Saved entries
______________________________

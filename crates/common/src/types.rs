//! Common data types for rendezvous bus components.

use serde::{Deserialize, Serialize};
use std::fmt;
use std::ops::{BitAnd, BitOr, BitOrAssign, Not};

/// Unique identifier for an established session.
///
/// Id `0` is never handed out for a live session.
#[derive(Debug, Clone, Copy, PartialEq, Eq, PartialOrd, Ord, Hash, Serialize, Deserialize)]
pub struct SessionId(pub u32);

impl SessionId {
    /// Raw numeric value.
    #[must_use]
    pub const fn get(self) -> u32 {
        self.0
    }
}

impl fmt::Display for SessionId {
    fn fmt(&self, f: &mut fmt::Formatter<'_>) -> fmt::Result {
        write!(f, "{}", self.0)
    }
}

/// Local rendezvous point targeted by join requests.
pub type SessionPort = u16;

/// Binding this port asks the registry to allocate a free one.
pub const SESSION_PORT_ANY: SessionPort = 0;

/// Set of transports a name is advertised over or a session may use.
#[derive(Debug, Clone, Copy, PartialEq, Eq, Hash, Default, Serialize, Deserialize)]
pub struct TransportMask(pub u16);

impl TransportMask {
    /// No transports.
    pub const NONE: Self = Self(0x0000);
    /// Local (same-host) transport.
    pub const LOCAL: Self = Self(0x0001);
    /// TCP transport.
    pub const TCP: Self = Self(0x0004);
    /// UDP transport.
    pub const UDP: Self = Self(0x0100);
    /// Experimental transports, excluded from `ANY`.
    pub const EXPERIMENTAL: Self = Self(0x8000);
    /// Every IP-based transport.
    pub const IP: Self = Self(0x0004 | 0x0100);
    /// Every non-experimental transport.
    pub const ANY: Self = Self(0xFFFF & !0x8000);

    /// Raw bits.
    #[must_use]
    pub const fn bits(self) -> u16 {
        self.0
    }

    #[must_use]
    pub const fn is_empty(self) -> bool {
        self.0 == 0
    }

    /// True when every bit of `other` is set in `self`.
    #[must_use]
    pub const fn contains(self, other: Self) -> bool {
        self.0 & other.0 == other.0
    }

    /// True when the two masks share at least one transport.
    #[must_use]
    pub const fn intersects(self, other: Self) -> bool {
        self.0 & other.0 != 0
    }

    /// Bits of `self` not present in `other`.
    #[must_use]
    pub const fn without(self, other: Self) -> Self {
        Self(self.0 & !other.0)
    }
}

impl BitOr for TransportMask {
    type Output = Self;

    fn bitor(self, rhs: Self) -> Self {
        Self(self.0 | rhs.0)
    }
}

impl BitOrAssign for TransportMask {
    fn bitor_assign(&mut self, rhs: Self) {
        self.0 |= rhs.0;
    }
}

impl BitAnd for TransportMask {
    type Output = Self;

    fn bitand(self, rhs: Self) -> Self {
        Self(self.0 & rhs.0)
    }
}

impl Not for TransportMask {
    type Output = Self;

    fn not(self) -> Self {
        Self(!self.0)
    }
}

impl fmt::Display for TransportMask {
    fn fmt(&self, f: &mut fmt::Formatter<'_>) -> fmt::Result {
        write!(f, "0x{:04x}", self.0)
    }
}

/// Kinds of traffic a session carries.
#[derive(Debug, Clone, Copy, PartialEq, Eq, Hash, Serialize, Deserialize)]
pub struct TrafficType(pub u8);

impl TrafficType {
    /// Bus messages.
    pub const MESSAGES: Self = Self(0x01);
    /// Raw unreliable byte stream.
    pub const RAW_UNRELIABLE: Self = Self(0x02);
    /// Raw reliable byte stream.
    pub const RAW_RELIABLE: Self = Self(0x04);

    #[must_use]
    pub const fn intersects(self, other: Self) -> bool {
        self.0 & other.0 != 0
    }
}

impl Default for TrafficType {
    fn default() -> Self {
        Self::MESSAGES
    }
}

/// Physical or network proximity constraint.
#[derive(Debug, Clone, Copy, PartialEq, Eq, Hash, Serialize, Deserialize)]
pub struct Proximity(pub u8);

impl Proximity {
    /// Physically close peers only.
    pub const PHYSICAL: Self = Self(0x01);
    /// Peers on the same network.
    pub const NETWORK: Self = Self(0x02);
    /// No constraint.
    pub const ANY: Self = Self(0xFF);

    #[must_use]
    pub const fn intersects(self, other: Self) -> bool {
        self.0 & other.0 != 0
    }
}

impl Default for Proximity {
    fn default() -> Self {
        Self::ANY
    }
}

/// Session options exchanged during negotiation.
///
/// Immutable once constructed; the builder-style methods return new values.
#[derive(Debug, Clone, Copy, PartialEq, Eq, Hash, Serialize, Deserialize)]
pub struct SessionOpts {
    /// Traffic carried by the session.
    pub traffic: TrafficType,
    /// Whether more than two parties may be members.
    pub is_multipoint: bool,
    /// Proximity constraint.
    pub proximity: Proximity,
    /// Transports the session may run over.
    pub transports: TransportMask,
}

impl Default for SessionOpts {
    fn default() -> Self {
        Self {
            traffic: TrafficType::MESSAGES,
            is_multipoint: false,
            proximity: Proximity::ANY,
            transports: TransportMask::ANY,
        }
    }
}

impl SessionOpts {
    /// Message-based options over any transport.
    #[must_use]
    pub fn new(is_multipoint: bool) -> Self {
        Self {
            is_multipoint,
            ..Self::default()
        }
    }

    #[must_use]
    pub const fn with_transports(mut self, transports: TransportMask) -> Self {
        self.transports = transports;
        self
    }

    #[must_use]
    pub const fn with_traffic(mut self, traffic: TrafficType) -> Self {
        self.traffic = traffic;
        self
    }

    #[must_use]
    pub const fn with_proximity(mut self, proximity: Proximity) -> Self {
        self.proximity = proximity;
        self
    }

    /// Whether a joiner offering `self` can join a host offering `host`.
    ///
    /// Transports, traffic and proximity must each overlap. Multipoint is
    /// decided by the host and does not affect compatibility.
    #[must_use]
    pub const fn is_compatible(&self, host: &SessionOpts) -> bool {
        self.transports.intersects(host.transports)
            && self.traffic.intersects(host.traffic)
            && self.proximity.intersects(host.proximity)
    }
}

#[cfg(test)]
mod tests {
    use super::*;

    #[test]
    fn test_transport_mask_constants() {
        assert_eq!(TransportMask::IP.bits(), 0x0104);
        assert_eq!(TransportMask::ANY.bits(), 0x7FFF);
        assert!(TransportMask::ANY.contains(TransportMask::TCP));
        assert!(!TransportMask::ANY.contains(TransportMask::EXPERIMENTAL));
    }

    #[test]
    fn test_transport_mask_ops() {
        let mut mask = TransportMask::TCP;
        mask |= TransportMask::LOCAL;
        assert!(mask.contains(TransportMask::LOCAL));
        assert_eq!(mask.without(TransportMask::TCP), TransportMask::LOCAL);
        assert!(mask.without(mask).is_empty());
        assert_eq!((mask & TransportMask::IP), TransportMask::TCP);
        assert_eq!(TransportMask::UDP.to_string(), "0x0100");
    }

    #[test]
    fn test_session_opts_compatibility() {
        let host = SessionOpts::new(true).with_transports(TransportMask::TCP);
        let joiner = SessionOpts::new(false).with_transports(TransportMask::IP);
        assert!(joiner.is_compatible(&host), "multipoint mismatch is allowed");

        let udp_only = SessionOpts::new(true).with_transports(TransportMask::UDP);
        assert!(!udp_only.is_compatible(&host));

        let raw = SessionOpts::new(true).with_traffic(TrafficType::RAW_RELIABLE);
        assert!(!raw.is_compatible(&SessionOpts::new(true)));

        let physical = SessionOpts::new(true).with_proximity(Proximity::PHYSICAL);
        let network_host = SessionOpts::new(true).with_proximity(Proximity::NETWORK);
        assert!(!physical.is_compatible(&network_host));
        assert!(physical.is_compatible(&SessionOpts::default()));
    }

    #[test]
    fn test_session_id_display() {
        assert_eq!(SessionId(42).to_string(), "42");
        assert_eq!(SessionId(7).get(), 7);
    }
}
//! `ListenerActor` - per-listener delivery actor.
//!
//! Each registered listener gets its own queue and task, so a slow or
//! panicking callback only affects that listener. Events are invoked in
//! queue order.
//!
//! Once the listener's cancellation token fires, no further callbacks run.
//! The token is checked before every delivery, so an event queued after
//! unregistration returns is never delivered.

use super::messages::{BusEvent, ListenerId, ListenerMessage, Subscriber};
use super::metrics::{ActorType, EngineMetrics, MailboxMonitor};

use std::sync::Arc;
use tokio::sync::mpsc;
use tokio::task::JoinHandle;
use tokio_util::sync::CancellationToken;
use tracing::{debug, instrument, trace};

/// Handle to a `ListenerActor`.
#[derive(Clone)]
pub struct ListenerActorHandle {
    sender: mpsc::UnboundedSender<ListenerMessage>,
    cancel_token: CancellationToken,
    listener_id: ListenerId,
    mailbox: Arc<MailboxMonitor>,
}

impl ListenerActorHandle {
    #[must_use]
    pub fn listener_id(&self) -> ListenerId {
        self.listener_id
    }

    /// Queue an event. Never blocks; dropped if the actor has stopped.
    pub fn deliver(&self, event: BusEvent) {
        if self.cancel_token.is_cancelled() {
            return;
        }
        self.mailbox.record_enqueue();
        if self.sender.send(ListenerMessage::Deliver(event)).is_err() {
            self.mailbox.record_dequeue();
        }
    }

    /// Queue a flush marker. The receiver resolves (or errors if the actor
    /// stopped) once everything queued ahead of it has been handled.
    pub fn flush(&self) -> Option<tokio::sync::oneshot::Receiver<()>> {
        let (tx, rx) = tokio::sync::oneshot::channel();
        self.sender
            .send(ListenerMessage::Flush { respond_to: tx })
            .ok()
            .map(|()| rx)
    }

    /// Stop the actor; queued events are discarded.
    pub fn cancel(&self) {
        self.cancel_token.cancel();
    }

    #[must_use]
    pub fn is_cancelled(&self) -> bool {
        self.cancel_token.is_cancelled()
    }

    /// Events queued but not yet handled.
    #[must_use]
    pub fn queue_depth(&self) -> usize {
        self.mailbox.current_depth()
    }
}

/// The `ListenerActor` implementation.
pub struct ListenerActor {
    listener_id: ListenerId,
    subscriber: Subscriber,
    receiver: mpsc::UnboundedReceiver<ListenerMessage>,
    cancel_token: CancellationToken,
    metrics: Arc<EngineMetrics>,
    mailbox: Arc<MailboxMonitor>,
}

impl ListenerActor {
    /// Spawn a new listener actor.
    ///
    /// Returns a handle and the task join handle.
    pub fn spawn(
        listener_id: ListenerId,
        subscriber: Subscriber,
        cancel_token: CancellationToken,
        metrics: Arc<EngineMetrics>,
    ) -> (ListenerActorHandle, JoinHandle<()>) {
        let (sender, receiver) = mpsc::unbounded_channel();
        let mailbox = Arc::new(MailboxMonitor::new(
            ActorType::Listener,
            listener_id.to_string(),
        ));

        let actor = Self {
            listener_id,
            subscriber,
            receiver,
            cancel_token: cancel_token.clone(),
            metrics,
            mailbox: Arc::clone(&mailbox),
        };

        let task_handle = tokio::spawn(actor.run());

        let handle = ListenerActorHandle {
            sender,
            cancel_token,
            listener_id,
            mailbox,
        };

        (handle, task_handle)
    }

    #[instrument(
        skip_all,
        name = "bus.actor.delivery",
        fields(listener_id = %self.listener_id, role = self.subscriber.role())
    )]
    async fn run(mut self) {
        debug!(
            target: "bus.actor.delivery",
            listener_id = %self.listener_id,
            role = self.subscriber.role(),
            "ListenerActor started"
        );

        loop {
            tokio::select! {
                biased;

                () = self.cancel_token.cancelled() => {
                    break;
                }

                msg = self.receiver.recv() => {
                    match msg {
                        Some(ListenerMessage::Deliver(event)) => {
                            if self.cancel_token.is_cancelled() {
                                break;
                            }
                            self.handle_event(&event).await;
                            self.mailbox.record_dequeue();
                        }
                        Some(ListenerMessage::Flush { respond_to }) => {
                            let _ = respond_to.send(());
                        }
                        None => break,
                    }
                }
            }
        }

        debug!(
            target: "bus.actor.delivery",
            listener_id = %self.listener_id,
            delivered = self.mailbox.messages_processed(),
            "ListenerActor stopped"
        );
    }

    async fn handle_event(&self, event: &BusEvent) {
        trace!(
            target: "bus.actor.delivery",
            listener_id = %self.listener_id,
            kind = event.kind(),
            "Delivering event"
        );
        self.metrics.record_event_dispatched(event.kind());

        match (&self.subscriber, event) {
            (
                Subscriber::Bus(listener),
                BusEvent::FoundAdvertisedName {
                    name,
                    transport,
                    prefix,
                },
            ) => listener.found_advertised_name(name, *transport, prefix).await,
            (
                Subscriber::Bus(listener),
                BusEvent::LostAdvertisedName {
                    name,
                    transport,
                    prefix,
                },
            ) => listener.lost_advertised_name(name, *transport, prefix).await,
            (
                Subscriber::Bus(listener),
                BusEvent::NameOwnerChanged {
                    name,
                    previous_owner,
                    new_owner,
                },
            ) => {
                listener
                    .name_owner_changed(name, previous_owner.as_deref(), new_owner.as_deref())
                    .await;
            }
            (Subscriber::Bus(listener), BusEvent::BusStopping) => listener.bus_stopping().await,
            (Subscriber::Session(listener), BusEvent::SessionLost { session_id, reason }) => {
                listener.session_lost(*session_id, *reason).await;
            }
            (Subscriber::Session(listener), BusEvent::SessionMemberAdded { session_id, member }) => {
                listener.session_member_added(*session_id, member).await;
            }
            (
                Subscriber::Session(listener),
                BusEvent::SessionMemberRemoved { session_id, member },
            ) => {
                listener.session_member_removed(*session_id, member).await;
            }
            (
                Subscriber::SessionPort { listener, .. },
                BusEvent::SessionJoined {
                    port,
                    session_id,
                    joiner,
                },
            ) => listener.session_joined(*port, *session_id, joiner).await,
            _ => {}
        }
    }
}

#[cfg(test)]
#[allow(clippy::unwrap_used, clippy::expect_used)]
mod tests {
    use super::*;
    use crate::listeners::BusListener;
    use common::types::TransportMask;
    use parking_lot::Mutex;
    use std::time::Duration;

    #[derive(Default)]
    struct Names(Mutex<Vec<String>>);

    #[async_trait::async_trait]
    impl BusListener for Names {
        async fn found_advertised_name(&self, name: &str, _t: TransportMask, _p: &str) {
            self.0.lock().push(name.to_string());
        }
    }

    fn found(name: &str) -> BusEvent {
        BusEvent::FoundAdvertisedName {
            name: name.to_string(),
            transport: TransportMask::TCP,
            prefix: "org".to_string(),
        }
    }

    #[tokio::test]
    async fn test_delivers_in_order_and_flushes() {
        let names = Arc::new(Names::default());
        let (handle, _task) = ListenerActor::spawn(
            ListenerId(1),
            Subscriber::Bus(names.clone()),
            CancellationToken::new(),
            EngineMetrics::new(),
        );

        handle.deliver(found("org.a"));
        handle.deliver(found("org.b"));
        handle.deliver(found("org.c"));
        handle.flush().expect("actor running").await.unwrap();

        assert_eq!(*names.0.lock(), vec!["org.a", "org.b", "org.c"]);
        assert_eq!(handle.queue_depth(), 0);
    }

    #[tokio::test]
    async fn test_cancelled_listener_receives_nothing_more() {
        let names = Arc::new(Names::default());
        let token = CancellationToken::new();
        let (handle, task) = ListenerActor::spawn(
            ListenerId(2),
            Subscriber::Bus(names.clone()),
            token.clone(),
            EngineMetrics::new(),
        );

        handle.deliver(found("org.before"));
        handle.flush().unwrap().await.unwrap();

        handle.cancel();
        handle.deliver(found("org.after"));

        tokio::time::timeout(Duration::from_secs(1), task)
            .await
            .expect("actor should stop")
            .unwrap();
        assert_eq!(*names.0.lock(), vec!["org.before"]);
        assert!(handle.flush().is_none());
    }
}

______________________________

Using the records above, pull out each line where the word "before" occurs.

> **Reply**:
//! The token is checked before every delivery, so an event queued after
        handle.deliver(found("org.before"));
        assert_eq!(*names.0.lock(), vec!["org.before"]);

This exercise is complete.